## WHAT THE EXERCISE ASKS
Nothing in the records may be dropped. Retype them all exactly.

## SUPPLIED RECORDS
#####
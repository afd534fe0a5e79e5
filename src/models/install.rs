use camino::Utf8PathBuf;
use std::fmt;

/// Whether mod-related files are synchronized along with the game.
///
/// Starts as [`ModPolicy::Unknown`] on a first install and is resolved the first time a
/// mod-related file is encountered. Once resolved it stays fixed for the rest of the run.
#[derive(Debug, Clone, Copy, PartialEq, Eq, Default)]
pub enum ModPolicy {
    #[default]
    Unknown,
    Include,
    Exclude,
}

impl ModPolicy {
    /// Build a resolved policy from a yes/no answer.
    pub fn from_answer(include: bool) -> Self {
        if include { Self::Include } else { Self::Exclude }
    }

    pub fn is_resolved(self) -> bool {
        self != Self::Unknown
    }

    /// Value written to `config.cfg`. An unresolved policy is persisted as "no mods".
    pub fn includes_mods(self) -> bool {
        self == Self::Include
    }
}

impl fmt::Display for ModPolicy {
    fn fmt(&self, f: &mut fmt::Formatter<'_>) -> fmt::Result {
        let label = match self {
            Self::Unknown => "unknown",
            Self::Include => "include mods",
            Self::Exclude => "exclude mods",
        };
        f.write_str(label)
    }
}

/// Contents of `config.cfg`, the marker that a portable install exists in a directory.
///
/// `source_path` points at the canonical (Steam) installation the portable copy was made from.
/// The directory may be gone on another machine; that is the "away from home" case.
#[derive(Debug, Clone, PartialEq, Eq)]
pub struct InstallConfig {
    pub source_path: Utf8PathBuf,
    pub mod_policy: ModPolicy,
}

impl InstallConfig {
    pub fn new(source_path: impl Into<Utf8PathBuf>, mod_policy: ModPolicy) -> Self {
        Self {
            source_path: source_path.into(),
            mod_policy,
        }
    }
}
#####
## RESULT FOR THIS TASK
repository afd534fe0a5e79e5
filename src/models/install.rs
use camino::Utf8PathBuf;
use std::fmt;

/// Whether mod-related files are synchronized along with the game.
///
/// Starts as [`ModPolicy::Unknown`] on a first install and is resolved the first time a
/// mod-related file is encountered. Once resolved it stays fixed for the rest of the run.
#[derive(Debug, Clone, Copy, PartialEq, Eq, Default)]
pub enum ModPolicy {
    #[default]
    Unknown,
    Include,
    Exclude,
}

impl ModPolicy {
    /// Build a resolved policy from a yes/no answer.
    pub fn from_answer(include: bool) -> Self {
        if include { Self::Include } else { Self::Exclude }
    }

    pub fn is_resolved(self) -> bool {
        self != Self::Unknown
    }

    /// Value written to `config.cfg`. An unresolved policy is persisted as "no mods".
    pub fn includes_mods(self) -> bool {
        self == Self::Include
    }
}

impl fmt::Display for ModPolicy {
    fn fmt(&self, f: &mut fmt::Formatter<'_>) -> fmt::Result {
        let label = match self {
            Self::Unknown => "unknown",
            Self::Include => "include mods",
            Self::Exclude => "exclude mods",
        };
        f.write_str(label)
    }
}

/// Contents of `config.cfg`, the marker that a portable install exists in a directory.
///
/// `source_path` points at the canonical (Steam) installation the portable copy was made from.
/// The directory may be gone on another machine; that is the "away from home" case.
#[derive(Debug, Clone, PartialEq, Eq)]
pub struct InstallConfig {
    pub source_path: Utf8PathBuf,
    pub mod_policy: ModPolicy,
}

impl InstallConfig {
    pub fn new(source_path: impl Into<Utf8PathBuf>, mod_policy: ModPolicy) -> Self {
        Self {
            source_path: source_path.into(),
            mod_policy,
        }
    }
}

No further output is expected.